If you’re looking for instant results, consider walking. Even a single bout of moderate exercise, like walking, helps adults with chronic insomnia fall asleep faster and sleep longer. Not only is it good for your zzz’s, but a post-meal stroll can also improve blood sugar control and help ward off type 2 diabetes. Best of all, the only gear you need is a comfortable, supportive pair of shoes.


Try Yoga

When it comes to better sleep, it’s hard to beat yoga: a good yoga sequence warms up your body, enhances your flexibility, builds strength, clears your mind through meditation, and wraps up with some relaxation. In fact, a few yoga stretches make a great addition to soothing bedtime routine.

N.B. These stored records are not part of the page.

//! Wall occlusion between an enemy and the player.

use labyrinth_common::GridCell;

use crate::geometry::line_cells;
use crate::scene::SceneObject;

/// Returns whether a wall occupies a cell strictly between `from` and `to`.
///
/// Both endpoints are excluded: they hold the observer and the target. Wall
/// cells come from snapping wall positions to the grid.
#[must_use]
pub fn line_blocked(from: GridCell, to: GridCell, walls: &[SceneObject]) -> bool {
    if walls.is_empty() {
        return false;
    }

    line_cells(from, to)
        .filter(|cell| *cell != from && *cell != to)
        .any(|cell| walls.iter().any(|wall| GridCell::snap(wall.position) == cell))
}
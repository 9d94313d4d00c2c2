//! Cancellable interval tasks bound to the lifetime of their owner.
//!
//! The scheduler hands out a [`TaskHandle`] per task. Dropping the handle
//! cancels the task, so a task owned by an enemy stops firing as soon as the
//! enemy is removed, without any explicit teardown call.

use crossbeam_channel::{unbounded, Receiver, Sender};
use std::collections::BTreeMap;
use tracing::trace;

/// Identifier of a scheduled task.
#[derive(Debug, Clone, Copy, PartialEq, Eq, PartialOrd, Ord, Hash)]
pub struct TaskId(u64);

impl TaskId {
    /// Returns the raw ID value.
    #[must_use]
    pub const fn raw(self) -> u64 {
        self.0
    }
}

/// Ownership token of a scheduled task. Cancels the task on drop.
#[derive(Debug)]
pub struct TaskHandle {
    id: TaskId,
    cancel: Sender<TaskId>,
}

impl TaskHandle {
    /// Task this handle controls.
    #[must_use]
    pub const fn id(&self) -> TaskId {
        self.id
    }

    /// Cancels the task now.
    pub fn cancel(self) {
        drop(self);
    }
}

impl Drop for TaskHandle {
    fn drop(&mut self) {
        // The scheduler may already be gone; nothing left to cancel then.
        let _ = self.cancel.send(self.id);
    }
}

#[derive(Debug, Clone, Copy)]
struct IntervalTask {
    period: f32,
    next_due: f32,
}

/// Fires tasks periodically against a monotonically increasing clock.
#[derive(Debug)]
pub struct IntervalScheduler {
    tasks: BTreeMap<TaskId, IntervalTask>,
    next_id: u64,
    cancel_tx: Sender<TaskId>,
    cancel_rx: Receiver<TaskId>,
}

impl Default for IntervalScheduler {
    fn default() -> Self {
        Self::new()
    }
}

impl IntervalScheduler {
    /// Creates an empty scheduler.
    #[must_use]
    pub fn new() -> Self {
        let (cancel_tx, cancel_rx) = unbounded();
        Self {
            tasks: BTreeMap::new(),
            next_id: 1,
            cancel_tx,
            cancel_rx,
        }
    }

    /// Schedules a task firing every `period` seconds, first at `now + period`.
    pub fn schedule(&mut self, period: f32, now: f32) -> TaskHandle {
        let id = TaskId(self.next_id);
        self.next_id += 1;
        self.tasks.insert(
            id,
            IntervalTask {
                period,
                next_due: now + period,
            },
        );
        TaskHandle {
            id,
            cancel: self.cancel_tx.clone(),
        }
    }

    /// Returns the tasks due at `now` and re-arms them.
    ///
    /// Cancellations are applied first, so a task whose handle was dropped
    /// never fires again. A task that fell several periods behind fires once
    /// and is re-armed relative to `now`.
    pub fn poll(&mut self, now: f32) -> Vec<TaskId> {
        self.apply_cancellations();

        let mut due = Vec::new();
        for (id, task) in &mut self.tasks {
            if now >= task.next_due {
                task.next_due = now + task.period;
                due.push(*id);
            }
        }
        due
    }

    /// Returns whether the task is still live.
    pub fn is_scheduled(&mut self, id: TaskId) -> bool {
        self.apply_cancellations();
        self.tasks.contains_key(&id)
    }

    /// Number of live tasks.
    pub fn len(&mut self) -> usize {
        self.apply_cancellations();
        self.tasks.len()
    }

    /// Returns whether no task is live.
    pub fn is_empty(&mut self) -> bool {
        self.len() == 0
    }

    fn apply_cancellations(&mut self) {
        while let Ok(id) = self.cancel_rx.try_recv() {
            if self.tasks.remove(&id).is_some() {
                trace!(task = id.raw(), "interval task cancelled");
            }
        }
    }
}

Yoga’s relaxing poses and stretches, as well as the calming breathing exercises that accompany them, may be especially helpful if stress is what’s keeping you from falling asleep. Those with insomnia who do yoga daily for eight weeks are likely to fall asleep faster and increase the amount of time that they spend sleeping.


Get your heart moving

Activities that get your heart rate up, such as skipping, running, brisk walking, cycling, and swimming, have been shown to improve sleep and combat insomnia. Even small bursts, such as 10 minutes, may help, though the goal is to get at least 150 minutes of moderate-intensity (or 75 minutes of vigorous-intensity) aerobic exercise each week.


Pump some iron

Building muscle has been shown to improve the quality of sleep, and it can help you fall asleep faster and wake up less frequently throughout the night.  Try exercises like shoulder presses, bicep curls, tricep dips, squats, lunges, calf raises, sit-ups, and push-ups, which will make you stronger.